2026年3月の適用拡大により、凍結療法は次のような領域で保険診療として受けられるようになりました。肺腫瘍(肺がん、転移性肺腫瘍など)、肝腫瘍(肝細胞がん、転移性肝腫瘍など)、骨軟部腫瘍(類骨骨腫、骨転移、デスモイド、静脈奇形など)、骨盤内悪性腫瘍です。2011年から保険適用となっている腎腫瘍(小径腎がん)も引き続き治療が可能です。また、腎腫瘍では結節性硬化症に合併する腎血管筋脂肪腫も新たに保険適用となりました。

いずれの領域でも、標準治療が適さない場合や効果が得られない場合の選択肢として位置づけられています。特に、手術が難しい患者さん、放射線治療後に同じ場所で再発した患者さん、あるいは大血管・気管支・腸管などの近くで合併症が懸念される病変では、凍結療法の低侵襲性(からだに対する影響が少ない)と、治療範囲を画像でリアルタイムに確認できる特長が活かされます。

慶應義塾大学病院での取り組み

慶應義塾大学病院は、長年凍結療法に取り組み、実績を積み重ねてきた国内有数の施設です。肺腫瘍については、呼吸器外科との協力体制のもと、2002年以降、250例を超える患者さんに治療を行い、2023年からは患者申出療養として再開、2026年3月の保険収載に至りました。肝腫瘍に対しても、一般・消化器外科を中心に凍結療法の豊富な実績を有しており、主にMWAを担当する消化器内科とともに、適切な治療法を検討しています。腎腫瘍については、2011年の保険適用以降、泌尿器科と連携して治療を提供しています。骨軟部腫瘍についても、以前から整形外科との連携のもと治療経験を重ねてきており、静脈奇形についても形成外科、小児外科、当科を中心とする血管腫・血管奇形センターとして国内有数の治療経験を持っており、新たな治療選択肢として活用していく予定です。

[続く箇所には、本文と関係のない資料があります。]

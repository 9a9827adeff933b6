use tracing::{info, warn};

use crate::{
    agg::{Aggregator, Drain, drain_into, table::AggregationTable},
    model::{
        agg::{RankKey, ResolvedFile},
        peak::{CloseReason, PeakReport, PeakWindow},
    },
    resolve::PathResolver,
    trace::{SampleSource, SamplerLauncher, parse::SampleFilter},
};

/// Files listed per peak report.
pub const REPORT_SIZE: usize = 10;

#[derive(Debug, Clone)]
pub struct CorrelatorConfig {
    pub filter: SampleFilter,
    /// Lines consumed per poll at most.
    pub drain_limit: usize,
    pub rank: RankKey,
}

/// Runs a per-file sampler for exactly the duration of each peak and turns
/// what it saw into a ranked report.
pub struct Correlator<L: SamplerLauncher> {
    launcher: L,
    active: Option<L::Source>,
    table: AggregationTable,
    cfg: CorrelatorConfig,
}

impl<L: SamplerLauncher> Correlator<L> {
    pub fn new(launcher: L, cfg: CorrelatorConfig) -> Self {
        Self {
            launcher,
            active: None,
            table: AggregationTable::new(),
            cfg,
        }
    }

    #[cfg(test)]
    pub fn table(&self) -> &AggregationTable {
        &self.table
    }

    #[cfg(test)]
    pub fn sampler_running(&self) -> bool {
        self.active.is_some()
    }

    pub fn on_peak_start(&mut self) {
        // never two samplers at once
        self.retire("new peak started");
        self.table.on_start();

        match self.launcher.launch() {
            Ok(source) => {
                info!(pid = source.pid(), "per-file sampler started");
                self.active = Some(source);
            }
            Err(e) => warn!(error = %e, "per-file sampler failed to start, peak will have no file data"),
        }
    }

    /// Consume whatever the sampler has ready, up to the drain limit.
    pub fn poll(&mut self) -> Drain {
        let Some(source) = self.active.as_mut() else {
            return Drain::default();
        };

        let drain = drain_into(source, &self.cfg.filter, self.cfg.drain_limit, &mut self.table);
        if drain.closed {
            warn!(
                files = self.table.len(),
                "per-file sampler exited mid-peak, keeping partial totals"
            );
            self.retire("sampler output closed");
        }
        drain
    }

    pub fn on_peak_end<R: PathResolver>(
        &mut self,
        window: PeakWindow,
        reason: CloseReason,
        resolver: &R,
    ) -> PeakReport {
        let sampler_alive = self.active.is_some();
        self.retire(reason.label());
        self.table.on_end();
        if self.table.is_empty() {
            info!("no file samples matched during the peak");
        }

        let files = self
            .table
            .top_n(REPORT_SIZE, self.cfg.rank)
            .into_iter()
            .map(|ranked| ResolvedFile {
                paths: resolver.resolve(&ranked.filename),
                filename: ranked.filename,
                stats: ranked.stats,
            })
            .collect();

        PeakReport {
            window,
            reason,
            files,
            files_seen: self.table.len(),
            sampler_alive,
        }
    }

    /// Stop the sampler if one is running. Every exit path ends up here;
    /// dropping the source also discards anything it still had buffered.
    pub fn retire(&mut self, why: &str) {
        let Some(mut source) = self.active.take() else {
            return;
        };
        let pid = source.pid();
        match source.terminate() {
            Ok(()) => info!(pid, why, "per-file sampler stopped"),
            Err(e) => warn!(pid, why, error = %e, "per-file sampler did not stop cleanly"),
        }
    }
}

impl<L: SamplerLauncher> Drop for Correlator<L> {
    fn drop(&mut self) {
        self.retire("shutting down");
    }
}
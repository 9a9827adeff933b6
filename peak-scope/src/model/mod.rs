pub mod agg;
pub mod cli;
pub mod peak;
pub mod sample;
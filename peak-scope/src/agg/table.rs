use std::collections::HashMap;

use crate::{
    agg::Aggregator,
    model::{
        agg::{FileAggregate, RankKey, RankedFile},
        sample::FileIoSample,
    },
};

/// Per-filename totals for the current window, in first-seen order.
#[derive(Debug, Default)]
pub struct AggregationTable {
    entries: Vec<(String, FileAggregate)>,
    index: HashMap<String, usize>,
}

impl AggregationTable {
    pub fn new() -> Self {
        Self::default()
    }

    pub fn accumulate(&mut self, sample: &FileIoSample) {
        let idx = match self.index.get(&sample.filename) {
            Some(&idx) => idx,
            None => {
                let idx = self.entries.len();
                self.entries
                    .push((sample.filename.clone(), FileAggregate::default()));
                self.index.insert(sample.filename.clone(), idx);
                idx
            }
        };
        self.entries[idx].1.add(sample);
    }

    pub fn clear(&mut self) {
        self.entries.clear();
        self.index.clear();
    }

    pub fn len(&self) -> usize {
        self.entries.len()
    }

    pub fn is_empty(&self) -> bool {
        self.entries.is_empty()
    }

    #[cfg(test)]
    pub fn get(&self, filename: &str) -> Option<&FileAggregate> {
        self.index.get(filename).map(|&idx| &self.entries[idx].1)
    }

    /// The `n` largest entries by `key`, descending. Equal scores keep
    /// first-seen order.
    pub fn top_n(&self, n: usize, key: RankKey) -> Vec<RankedFile> {
        let mut rows: Vec<&(String, FileAggregate)> = self.entries.iter().collect();
        // sort_by is stable
        rows.sort_by(|(_, a), (_, b)| key.score(b).cmp(&key.score(a)));

        rows.into_iter()
            .take(n)
            .map(|(filename, stats)| RankedFile {
                filename: filename.clone(),
                stats: stats.clone(),
            })
            .collect()
    }
}

impl Aggregator for AggregationTable {
    fn on_start(&mut self) {
        self.clear();
    }

    fn on_sample(&mut self, sample: &FileIoSample) {
        self.accumulate(sample);
    }
}
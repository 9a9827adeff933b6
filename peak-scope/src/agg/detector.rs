//! Peak lifecycle over one device's read rate.
//!
//! A peak opens when the rate reaches the threshold after a zero baseline and
//! closes only when the rate is exactly zero again. A rate that settles
//! between zero and the threshold keeps the peak open.

use time::OffsetDateTime;
use tracing::debug;

use crate::model::{
    peak::{DetectorState, PeakEvent, PeakWindow},
    sample::DeviceSample,
};

#[derive(Debug, Clone)]
pub struct PeakDetector {
    threshold: f64,
    state: DetectorState,
}

impl PeakDetector {
    pub fn new(threshold: f64) -> Self {
        Self {
            threshold,
            state: DetectorState::AwaitingBaseline,
        }
    }

    pub fn state(&self) -> DetectorState {
        self.state
    }

    pub fn threshold(&self) -> f64 {
        self.threshold
    }

    pub fn observe(&mut self, sample: &DeviceSample) -> Option<PeakEvent> {
        let rate = sample.read_rate;
        let now = sample.ts;

        let (next, event) = match self.state {
            DetectorState::AwaitingBaseline if rate == 0.0 => (
                DetectorState::Idle { baseline: now },
                Some(PeakEvent::Baseline { at: now }),
            ),
            DetectorState::AwaitingBaseline => (self.state, None),

            DetectorState::Idle { baseline } if rate >= self.threshold => (
                DetectorState::InPeak {
                    baseline,
                    peak_start: now,
                },
                Some(PeakEvent::Started(PeakWindow {
                    baseline,
                    start: now,
                    end: None,
                })),
            ),
            DetectorState::Idle { .. } => (self.state, None),

            DetectorState::InPeak {
                baseline,
                peak_start,
            } if rate == 0.0 => (
                DetectorState::Idle { baseline: now },
                Some(PeakEvent::Ended(PeakWindow {
                    baseline,
                    start: peak_start,
                    end: Some(now),
                })),
            ),
            DetectorState::InPeak { .. } => (self.state, None),
        };

        if next != self.state {
            debug!(
                device = %sample.device,
                from = self.state.label(),
                to = next.label(),
                rate,
                "detector transition"
            );
        }
        self.state = next;
        event
    }

    /// Close a peak that will never see its zero (input ended, operator
    /// interrupt). Returns the window if one was open.
    pub fn abandon(&mut self, at: OffsetDateTime) -> Option<PeakWindow> {
        let DetectorState::InPeak {
            baseline,
            peak_start,
        } = self.state
        else {
            return None;
        };
        self.state = DetectorState::AwaitingBaseline;
        Some(PeakWindow {
            baseline,
            start: peak_start,
            end: Some(at),
        })
    }
}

放射線診断科では、画像下治療を臓器横断的に提供する立場から、今後も院内の各科と協力しながら、凍結療法を必要とする患者さんに安全で質の高い治療を届けてまいります。

外来担当

放射線診断科 IVR外来 金曜午後 田村全

放射線診断科では原則担当各科からの紹介により診療を行っています。各疾患に対するご相談はまず以下の外来までお問い合わせください。

肺腫瘍・胸腔内軟部腫瘍呼吸器外科外来 水曜 加勢田馨
肝腫瘍一般・消化器外科 水曜 阿部雄太
消化器内科 火曜 谷木信仁
腎腫瘍泌尿器科外来 水曜・金曜午前 安水洋太
骨軟部腫瘍整形外科外来 月曜午前・金曜午後 中山ロバート
静脈奇形血管腫・血管奇形外来 水曜 荒牧典子
小児外科外来 月曜午前・土曜午前(不定期) 藤野明浩

用語解説

(注1)アブレーション

がんなどの病変に針やカテーテルを刺し、熱や冷気によって局所的に破壊する治療の総称。熱によって焼灼するラジオ波焼灼療法(RFA)・マイクロ波焼灼療法(MWA)と、凍結させる凍結療法が代表的である。

(注2)CT透視

CT撮影を連続的に行い、針先の位置や病変の形態をほぼリアルタイムにモニター上で確認しながら手技を進める技術。アブレーションなどの画像下治療で用いられる。